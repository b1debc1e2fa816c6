use async_trait::async_trait;
use chrono::{DateTime, NaiveDate, Utc};
use serde::{Deserialize, Serialize};
use sqlx::{FromRow, SqliteConnection, SqlitePool, Type};
use strum_macros::{Display, EnumString};
use ts_rs::TS;
use uuid::Uuid;

use super::{record::TableRecord, table::Table};

/// Progress of a legal case or a service ticket.
#[derive(Debug, Clone, Type, Serialize, Deserialize, PartialEq, TS, EnumString, Display)]
pub enum CaseStatus {
    #[sqlx(rename = "em andamento")]
    #[serde(rename = "em andamento")]
    #[strum(serialize = "em andamento")]
    EmAndamento,
    #[sqlx(rename = "concluído")]
    #[serde(rename = "concluído")]
    #[strum(serialize = "concluído")]
    Concluido,
}

/// A legal process or document tracked by the association (`juridico`).
#[derive(Debug, Clone, FromRow, Serialize, Deserialize, TS)]
pub struct LegalDocument {
    pub id: Uuid,
    pub processo_numero: String,
    pub descricao: String,
    pub status: CaseStatus,
    pub data_abertura: NaiveDate,
    pub created_at: DateTime<Utc>,
    pub updated_at: DateTime<Utc>,
}

#[derive(Debug, Clone, Serialize, Deserialize, TS)]
pub struct CreateLegalDocument {
    pub processo_numero: String,
    pub descricao: String,
    pub status: CaseStatus,
    pub data_abertura: NaiveDate,
}

#[async_trait]
impl TableRecord for LegalDocument {
    type Create = CreateLegalDocument;

    const TABLE: Table = Table::Juridico;

    fn id(&self) -> Uuid {
        self.id
    }

    async fn create(
        pool: &SqlitePool,
        id: Uuid,
        data: &CreateLegalDocument,
    ) -> Result<Self, sqlx::Error> {
        sqlx::query_as::<_, LegalDocument>(
            r#"
            INSERT INTO juridico (id, processo_numero, descricao, status, data_abertura)
            VALUES ($1, $2, $3, $4, $5)
            RETURNING *
            "#,
        )
        .bind(id)
        .bind(&data.processo_numero)
        .bind(&data.descricao)
        .bind(&data.status)
        .bind(data.data_abertura)
        .fetch_one(pool)
        .await
    }

    async fn update(conn: &mut SqliteConnection, record: &LegalDocument) -> Result<(), sqlx::Error> {
        sqlx::query(
            r#"
            UPDATE juridico
            SET processo_numero = $2,
                descricao = $3,
                status = $4,
                data_abertura = $5,
                updated_at = datetime('now', 'subsec')
            WHERE id = $1
            "#,
        )
        .bind(record.id)
        .bind(&record.processo_numero)
        .bind(&record.descricao)
        .bind(&record.status)
        .bind(record.data_abertura)
        .execute(conn)
        .await?;
        Ok(())
    }
}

..........

**WHAT IS BEING ASKED**
Report each line above containing the string "Error".

**ANSWER TO THIS EXERCISE**
    ) -> Result<Self, sqlx::Error> {
    async fn update(conn: &mut SqliteConnection, record: &LegalDocument) -> Result<(), sqlx::Error> {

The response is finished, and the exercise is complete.